Wolla Meranda was known as Gert Williams in the mining town of Sunny Corner where she lived and taught for much of her life. Her first novel Pavots de la Nuit (1922) was published in French before the 1930 publication in English as Poppies of the Night. She was deeply interested in cosmology, writing Light and Outer Darkness (1935), which lists the lost titles : The World Tongue, and What Is Truth. The facing title page of The Red River of Life lists other apparently unpublished novels : 'In Mulga Town', 'The Summer Seas', 'Big Jack of Mittewa Creek', 'The Perfidy of Jane Forster', and 'Gold Dust of Mittewa Creek'. Mitchell Library has the manuscripts for 'In Mulga Town', 'Big Jack of Mittewa Creek' and another apparently unpublished novel 'Old Paddy O'Mara'. 'In Mulga Town' was an entry in the 1920 literary competition sponsored by C. J. De Garis and a columnist in The Bookfellow commented that its author was 'a contributor to the Bookfellow ... [who] has exceptional ability and in a wider field than Australia her unpublished romances would make a reputation' ( The Bookfellow 15 February 1921, p.5 ).
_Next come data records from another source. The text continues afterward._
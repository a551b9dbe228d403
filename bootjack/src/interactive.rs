// SPDX-FileCopyrightText: 2024 Foundation Devices, Inc. <hello@foundationdevices.com>
// SPDX-License-Identifier: GPL-3.0-or-later

//! Block uploads from the host written straight into the boot section.

use crate::addr::FlashAddr;
use crate::error::{BootStatus, WriteError};
use crate::replacer::BootImageReplacer;
use crate::{Mcu, ProgramMemory};
use block_protocol::FlashTarget;
use consts::PAGE_SIZE;

/// Why a block from the host was not written.
#[derive(Clone, Copy, Debug, Eq, PartialEq)]
#[cfg_attr(feature = "defmt", derive(defmt::Format))]
pub enum BlockError {
    /// Lock check, discovery or guard write failed before the first block.
    NotPrepared(BootStatus),
    /// The block does not start on a page or crosses into the next one.
    Unaligned { byte_addr: u32, len: usize },
    Write(WriteError),
}

/// [`FlashTarget`] that prepares the replacer on the first block write and then maps every
/// block onto one boot page.
pub struct InteractiveTarget<M> {
    replacer: BootImageReplacer<M>,
    blocks: usize,
}

impl<M: Mcu> InteractiveTarget<M> {
    pub fn new(replacer: BootImageReplacer<M>) -> Self {
        Self { replacer, blocks: 0 }
    }

    /// Blocks written so far.
    pub fn blocks(&self) -> usize {
        self.blocks
    }

    pub fn replacer(&self) -> &BootImageReplacer<M> {
        &self.replacer
    }

    pub fn into_replacer(self) -> BootImageReplacer<M> {
        self.replacer
    }
}

impl<M: Mcu> FlashTarget for InteractiveTarget<M> {
    type Error = BlockError;

    fn read_flash(&mut self, byte_addr: u32) -> u8 {
        self.replacer.mcu().read_byte(FlashAddr::from_byte(byte_addr))
    }

    fn write_flash(&mut self, byte_addr: u32, data: &[u8]) -> Result<(), BlockError> {
        let dest = FlashAddr::from_byte(byte_addr);
        if !dest.is_page_aligned() || data.len() > PAGE_SIZE {
            return Err(BlockError::Unaligned {
                byte_addr,
                len: data.len(),
            });
        }
        self.replacer.prepare().map_err(BlockError::NotPrepared)?;
        self.replacer.write_page_at(dest, data).map_err(BlockError::Write)?;
        self.blocks += 1;
        Ok(())
    }
}
// SPDX-FileCopyrightText: 2024 Foundation Devices, Inc. <hello@foundationdevices.com>
// SPDX-License-Identifier: GPL-3.0-or-later

//! Entering the factory sequence through a forged return address and coming back out of it
//! through the timer 0 compare interrupt.
//!
//! A leap runs through [`LeapPhase`] in order:
//!
//! 1. `Idle`: wait until SPMCSR.SPMEN is clear.
//! 2. `Armed`: timer 0 armed, interrupts enabled, timer started. This is cycle zero.
//! 3. `Prepared`: payload in r1:r0, the command register's value saved and replaced by the
//!    command, RAMPZ:Z loaded with the target, re-entry address and sequence address pushed.
//! 4. `Executing`: `ret` into the sequence, which stores the command into SPMCSR and runs `spm`.
//! 5. `Intercepted`: the compare interrupt fires once `spm` retired. Its handler drops the
//!    interrupted program counter and `reti`s to the re-entry address.
//! 6. `Restored`: the command register, RAMPZ, SREG and the scratch registers are restored.
//!
//! Steps 2 to 6 run as one block of assembly behind [`Mcu::leap`](crate::Mcu::leap). The
//! number of cycles from starting the timer to `spm` retiring is fixed by that block and the
//! sequence shape, see [`Calibration`].

use crate::addr::FlashAddr;
use crate::device::Device;
use crate::error::LeapFault;
use crate::scanner::{SequenceKind, SpmSequenceLocation};
use crate::{timer, Mcu};

/// Operation requested from `spm` through SPMCSR.
#[derive(Clone, Copy, Debug, Eq, PartialEq)]
#[cfg_attr(feature = "defmt", derive(defmt::Format))]
pub enum FlashCommand {
    /// Store r1:r0 into the temporary page buffer at Z.
    Enable,
    /// Erase the page at RAMPZ:Z.
    Erase,
    /// Write the temporary page buffer to the page at RAMPZ:Z.
    WritePage,
}

impl FlashCommand {
    /// SPMCSR value: SPMEN, with PGERS or PGWRT.
    pub const fn bits(self) -> u8 {
        match self {
            FlashCommand::Enable => 0x01,
            FlashCommand::Erase => 0x03,
            FlashCommand::WritePage => 0x05,
        }
    }

    pub fn from_bits(bits: u8) -> Option<Self> {
        match bits {
            0x01 => Some(FlashCommand::Enable),
            0x03 => Some(FlashCommand::Erase),
            0x05 => Some(FlashCommand::WritePage),
            _ => None,
        }
    }
}

/// Cycles from starting timer 0 to `spm` retiring, per sequence shape.
///
/// This is the compare value loaded into OCR0B. One cycle less and the interrupt lands
/// before `spm`, one more and the boot code after the sequence starts running.
#[derive(Clone, Copy, Debug, Eq, PartialEq)]
#[cfg_attr(feature = "defmt", derive(defmt::Format))]
pub struct Calibration {
    pub sts: u8,
    pub out: u8,
}

impl Calibration {
    /// Leap of the updater on an ATmega1284P: 36 cycles up to and including the `ret` into
    /// the sequence, then `sts` (2) or `out` (1) and `spm` (1).
    pub const ATMEGA1284P: Calibration = Calibration {
        sts: consts::LEAP_CYCLES_STS,
        out: consts::LEAP_CYCLES_OUT,
    };

    pub const fn cycles(&self, kind: SequenceKind) -> u8 {
        match kind {
            SequenceKind::Sts => self.sts,
            SequenceKind::Out => self.out,
        }
    }
}

/// The linear progress of one leap.
#[derive(Clone, Copy, Debug, Eq, PartialEq)]
#[cfg_attr(feature = "defmt", derive(defmt::Format))]
pub enum LeapPhase {
    Idle,
    Armed,
    Prepared,
    Executing,
    Intercepted,
    Restored,
}

/// Bytes of a return address in the order they are pushed, low byte first.
///
/// `ret` pops the high byte first, so pushing these in order makes `ret` go to `word`.
/// Only the first `pc_bytes` entries are meaningful.
pub const fn return_address_bytes(word: u32, pc_bytes: u8) -> [u8; 3] {
    let ext = if pc_bytes > 2 { (word >> 16) as u8 } else { 0 };
    [word as u8, (word >> 8) as u8, ext]
}

/// Everything the assembly part of a leap needs, already encoded.
#[derive(Clone, Copy, Debug, Eq, PartialEq)]
#[cfg_attr(feature = "defmt", derive(defmt::Format))]
pub struct LeapFrame {
    /// Register file index of the register the sequence stores into SPMCSR.
    pub command_register: u8,
    /// SPMCSR value placed into that register.
    pub command: u8,
    /// Word loaded into r1:r0.
    pub payload: u16,
    /// Flash byte address loaded into RAMPZ:Z.
    pub target: FlashAddr,
    /// Word address of the sequence in push order, see [`return_address_bytes`].
    pub jump: [u8; 3],
    pub pc_bytes: u8,
    pub kind: SequenceKind,
}

impl LeapFrame {
    pub fn new(
        device: &Device,
        sequence: &SpmSequenceLocation,
        target: FlashAddr,
        command: FlashCommand,
        payload: u16,
    ) -> Self {
        Self {
            command_register: sequence.command_register,
            command: command.bits(),
            payload,
            target,
            jump: return_address_bytes(sequence.address.word(), device.pc_bytes),
            pc_bytes: device.pc_bytes,
            kind: sequence.kind,
        }
    }

    /// The pushed part of [`LeapFrame::jump`].
    pub fn jump_bytes(&self) -> &[u8] {
        &self.jump[..self.pc_bytes as usize]
    }
}

/// Drives flash operations through a discovered sequence.
pub struct LeapExecutor<M> {
    mcu: M,
    device: Device,
    calibration: Calibration,
    leaps: usize,
}

impl<M: Mcu> LeapExecutor<M> {
    /// Executor using the calibration of `device`.
    pub fn new(mcu: M, device: Device) -> Self {
        Self {
            mcu,
            device,
            calibration: device.calibration,
            leaps: 0,
        }
    }

    pub fn with_calibration(mut self, calibration: Calibration) -> Self {
        self.calibration = calibration;
        self
    }

    pub fn calibration(&self) -> Calibration {
        self.calibration
    }

    pub fn device(&self) -> &Device {
        &self.device
    }

    /// Number of leaps performed so far, failed ones included.
    pub fn leaps(&self) -> usize {
        self.leaps
    }

    pub fn mcu(&self) -> &M {
        &self.mcu
    }

    pub fn mcu_mut(&mut self) -> &mut M {
        &mut self.mcu
    }

    pub fn into_inner(self) -> M {
        self.mcu
    }

    /// Run `command` with RAMPZ:Z = `target` and r1:r0 = `payload` through `sequence`.
    pub fn leap(
        &mut self,
        sequence: &SpmSequenceLocation,
        target: FlashAddr,
        command: FlashCommand,
        payload: u16,
    ) -> Result<(), LeapFault> {
        while self.mcu.spm_busy() {}

        timer::arm(self.mcu.timer(), self.calibration.cycles(sequence.kind));
        let frame = LeapFrame::new(&self.device, sequence, target, command, payload);

        // SAFETY: the timer was armed above with the calibration for this sequence kind,
        // and `sequence` came out of the scanner so it is a drivable sequence.
        let result = unsafe { self.mcu.leap(&frame) };
        self.mcu.feed_watchdog();
        self.leaps += 1;

        if let Err(fault) = result {
            error!("Leap {:?} at {:#x} failed: {:?}", command, target.byte(), fault);
        }
        result
    }
}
Meranda edited her friend Julien de Sanary's two volume collection Poesies de Julien de Sanary (1931) (q.v.). Her biography Gert: A Lady ahead of Her Time (1989) states that she paid for the publication and printing of all her works. Conceptualisations of her heroines, painted by her, were included in her novels. She also wrote a column usually titled 'Bush Calendar' for Bookfellow between 1921 and 1922.
Meranda was married twice, firstly in 1891 to George Nicol Williams who was killed in a mining accident in New Caledonia in 1904. A subsequent marriage to Malcolm E. Yates lasted only six months.